### WHAT YOU SHOULD DO
Find the word "notion" in the records below. List each line containing it.
*** SOURCE MATERIAL Section Begins ***
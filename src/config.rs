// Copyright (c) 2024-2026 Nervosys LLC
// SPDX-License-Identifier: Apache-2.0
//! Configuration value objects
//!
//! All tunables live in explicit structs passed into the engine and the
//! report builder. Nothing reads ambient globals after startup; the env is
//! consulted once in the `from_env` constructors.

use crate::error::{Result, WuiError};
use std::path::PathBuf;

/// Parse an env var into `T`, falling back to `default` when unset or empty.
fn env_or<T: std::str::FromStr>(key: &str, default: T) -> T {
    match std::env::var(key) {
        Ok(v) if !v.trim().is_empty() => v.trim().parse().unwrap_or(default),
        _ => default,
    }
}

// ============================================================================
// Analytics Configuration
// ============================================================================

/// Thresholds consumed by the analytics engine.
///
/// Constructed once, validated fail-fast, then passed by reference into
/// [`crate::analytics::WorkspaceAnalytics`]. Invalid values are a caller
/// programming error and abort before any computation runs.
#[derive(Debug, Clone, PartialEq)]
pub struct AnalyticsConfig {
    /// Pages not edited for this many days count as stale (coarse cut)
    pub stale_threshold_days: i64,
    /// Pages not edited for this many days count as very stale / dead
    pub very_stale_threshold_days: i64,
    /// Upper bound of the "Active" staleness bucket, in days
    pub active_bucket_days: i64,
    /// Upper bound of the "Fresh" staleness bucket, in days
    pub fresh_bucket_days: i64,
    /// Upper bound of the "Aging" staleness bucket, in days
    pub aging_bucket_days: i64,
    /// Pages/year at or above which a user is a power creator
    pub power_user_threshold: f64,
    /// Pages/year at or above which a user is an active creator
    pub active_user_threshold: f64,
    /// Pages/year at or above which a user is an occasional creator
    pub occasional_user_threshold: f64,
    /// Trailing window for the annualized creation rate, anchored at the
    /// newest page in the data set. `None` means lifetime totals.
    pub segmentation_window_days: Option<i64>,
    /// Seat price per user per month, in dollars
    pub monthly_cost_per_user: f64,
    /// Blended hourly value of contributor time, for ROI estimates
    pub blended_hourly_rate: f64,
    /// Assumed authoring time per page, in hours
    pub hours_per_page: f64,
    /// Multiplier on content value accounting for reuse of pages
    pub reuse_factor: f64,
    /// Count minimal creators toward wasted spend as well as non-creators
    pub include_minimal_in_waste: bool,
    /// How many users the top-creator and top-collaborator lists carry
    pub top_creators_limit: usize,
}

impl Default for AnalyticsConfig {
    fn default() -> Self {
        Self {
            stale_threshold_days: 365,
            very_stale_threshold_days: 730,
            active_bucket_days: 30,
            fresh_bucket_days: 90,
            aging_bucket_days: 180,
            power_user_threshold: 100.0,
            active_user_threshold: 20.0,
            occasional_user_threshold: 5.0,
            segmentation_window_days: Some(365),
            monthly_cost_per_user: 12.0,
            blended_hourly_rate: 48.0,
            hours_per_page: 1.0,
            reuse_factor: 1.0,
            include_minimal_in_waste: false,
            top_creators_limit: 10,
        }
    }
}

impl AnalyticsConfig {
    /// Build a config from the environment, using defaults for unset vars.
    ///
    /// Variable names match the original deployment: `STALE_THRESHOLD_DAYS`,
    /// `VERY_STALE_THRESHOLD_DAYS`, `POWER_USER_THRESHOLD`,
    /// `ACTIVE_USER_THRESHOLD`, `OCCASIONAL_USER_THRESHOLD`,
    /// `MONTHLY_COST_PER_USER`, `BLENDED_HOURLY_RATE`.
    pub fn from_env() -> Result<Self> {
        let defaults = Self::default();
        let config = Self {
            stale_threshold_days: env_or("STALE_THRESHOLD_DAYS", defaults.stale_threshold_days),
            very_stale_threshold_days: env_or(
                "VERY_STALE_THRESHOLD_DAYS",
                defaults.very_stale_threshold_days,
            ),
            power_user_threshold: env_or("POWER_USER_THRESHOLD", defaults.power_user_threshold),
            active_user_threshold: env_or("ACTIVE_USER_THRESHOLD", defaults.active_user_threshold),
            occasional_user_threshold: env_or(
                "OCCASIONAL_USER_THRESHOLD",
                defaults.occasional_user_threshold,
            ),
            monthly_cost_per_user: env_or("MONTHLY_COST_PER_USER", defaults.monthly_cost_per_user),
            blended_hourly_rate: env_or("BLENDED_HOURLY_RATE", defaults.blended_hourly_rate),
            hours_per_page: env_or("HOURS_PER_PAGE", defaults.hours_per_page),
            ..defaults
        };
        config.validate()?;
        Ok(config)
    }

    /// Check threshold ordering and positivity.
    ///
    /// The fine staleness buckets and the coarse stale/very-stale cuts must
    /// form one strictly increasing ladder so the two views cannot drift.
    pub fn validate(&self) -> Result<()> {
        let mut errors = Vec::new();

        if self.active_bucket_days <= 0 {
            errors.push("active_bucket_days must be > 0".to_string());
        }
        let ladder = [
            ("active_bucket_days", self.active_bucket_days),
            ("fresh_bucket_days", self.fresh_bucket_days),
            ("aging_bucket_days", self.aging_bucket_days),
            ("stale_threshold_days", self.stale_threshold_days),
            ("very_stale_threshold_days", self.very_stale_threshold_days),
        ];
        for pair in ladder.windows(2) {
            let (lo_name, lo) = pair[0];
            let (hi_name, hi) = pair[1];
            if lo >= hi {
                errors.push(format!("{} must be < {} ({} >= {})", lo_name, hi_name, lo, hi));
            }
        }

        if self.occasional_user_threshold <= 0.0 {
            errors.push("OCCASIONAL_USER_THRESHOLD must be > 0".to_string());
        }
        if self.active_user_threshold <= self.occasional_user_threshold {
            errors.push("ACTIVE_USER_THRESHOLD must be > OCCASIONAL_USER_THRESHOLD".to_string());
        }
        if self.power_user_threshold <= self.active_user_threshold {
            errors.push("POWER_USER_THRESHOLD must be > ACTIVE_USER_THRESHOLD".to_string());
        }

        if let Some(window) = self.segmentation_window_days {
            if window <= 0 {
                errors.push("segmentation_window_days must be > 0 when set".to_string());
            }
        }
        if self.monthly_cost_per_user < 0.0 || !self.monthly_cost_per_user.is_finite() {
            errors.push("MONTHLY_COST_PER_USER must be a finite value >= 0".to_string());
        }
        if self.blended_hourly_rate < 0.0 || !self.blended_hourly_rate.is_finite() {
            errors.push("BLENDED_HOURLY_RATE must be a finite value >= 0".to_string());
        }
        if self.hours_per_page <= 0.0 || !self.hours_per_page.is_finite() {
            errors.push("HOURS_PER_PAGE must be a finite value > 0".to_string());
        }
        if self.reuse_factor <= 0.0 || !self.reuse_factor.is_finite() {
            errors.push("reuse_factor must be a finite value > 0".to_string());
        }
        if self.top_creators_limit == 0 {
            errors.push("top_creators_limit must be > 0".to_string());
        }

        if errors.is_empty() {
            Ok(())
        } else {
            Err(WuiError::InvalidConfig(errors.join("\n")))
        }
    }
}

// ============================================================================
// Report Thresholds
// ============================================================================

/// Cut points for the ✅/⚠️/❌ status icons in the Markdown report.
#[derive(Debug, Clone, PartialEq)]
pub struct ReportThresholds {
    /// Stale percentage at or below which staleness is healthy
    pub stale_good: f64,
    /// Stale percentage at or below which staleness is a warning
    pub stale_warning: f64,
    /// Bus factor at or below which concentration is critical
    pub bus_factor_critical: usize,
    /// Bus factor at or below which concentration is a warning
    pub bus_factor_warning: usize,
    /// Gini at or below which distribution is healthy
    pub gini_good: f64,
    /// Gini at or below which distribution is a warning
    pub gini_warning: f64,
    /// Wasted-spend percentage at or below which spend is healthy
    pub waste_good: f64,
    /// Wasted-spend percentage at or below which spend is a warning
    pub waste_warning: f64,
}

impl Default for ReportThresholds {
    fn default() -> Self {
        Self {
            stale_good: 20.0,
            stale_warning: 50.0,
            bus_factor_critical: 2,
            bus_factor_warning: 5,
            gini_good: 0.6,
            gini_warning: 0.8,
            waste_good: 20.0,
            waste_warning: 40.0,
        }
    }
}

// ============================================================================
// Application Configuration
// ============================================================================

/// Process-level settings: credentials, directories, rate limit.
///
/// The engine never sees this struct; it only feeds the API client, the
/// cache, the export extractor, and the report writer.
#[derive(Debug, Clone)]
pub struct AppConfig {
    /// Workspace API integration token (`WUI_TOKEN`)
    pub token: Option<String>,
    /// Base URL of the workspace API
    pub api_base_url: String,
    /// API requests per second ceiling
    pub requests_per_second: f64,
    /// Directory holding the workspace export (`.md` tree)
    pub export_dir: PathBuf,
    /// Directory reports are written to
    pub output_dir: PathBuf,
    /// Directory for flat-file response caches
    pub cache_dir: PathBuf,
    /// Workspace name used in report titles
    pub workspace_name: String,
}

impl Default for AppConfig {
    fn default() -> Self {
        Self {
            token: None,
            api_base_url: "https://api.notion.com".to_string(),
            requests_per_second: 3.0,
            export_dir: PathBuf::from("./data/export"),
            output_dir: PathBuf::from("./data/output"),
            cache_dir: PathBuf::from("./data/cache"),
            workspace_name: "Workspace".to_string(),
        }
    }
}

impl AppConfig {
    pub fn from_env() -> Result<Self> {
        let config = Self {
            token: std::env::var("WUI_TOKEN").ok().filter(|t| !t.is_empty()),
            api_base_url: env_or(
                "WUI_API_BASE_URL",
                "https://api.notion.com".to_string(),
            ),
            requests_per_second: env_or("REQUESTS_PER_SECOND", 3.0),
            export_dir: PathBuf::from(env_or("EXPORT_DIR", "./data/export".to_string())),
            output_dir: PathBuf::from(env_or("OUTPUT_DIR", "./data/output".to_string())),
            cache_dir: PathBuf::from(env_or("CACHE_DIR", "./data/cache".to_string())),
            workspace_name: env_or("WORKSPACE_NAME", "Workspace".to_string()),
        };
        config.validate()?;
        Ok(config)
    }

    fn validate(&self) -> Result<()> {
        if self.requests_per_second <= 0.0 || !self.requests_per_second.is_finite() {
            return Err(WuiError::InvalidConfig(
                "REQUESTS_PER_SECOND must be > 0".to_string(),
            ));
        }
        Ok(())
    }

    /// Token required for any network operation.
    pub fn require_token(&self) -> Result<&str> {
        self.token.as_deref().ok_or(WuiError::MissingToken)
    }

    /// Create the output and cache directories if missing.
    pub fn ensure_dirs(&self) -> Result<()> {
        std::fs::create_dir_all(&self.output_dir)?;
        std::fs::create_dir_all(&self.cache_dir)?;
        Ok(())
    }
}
*** SOURCE MATERIAL Section Ends ***
### RESPONSE
            api_base_url: "https://api.notion.com".to_string(),
                "https://api.notion.com".to_string(),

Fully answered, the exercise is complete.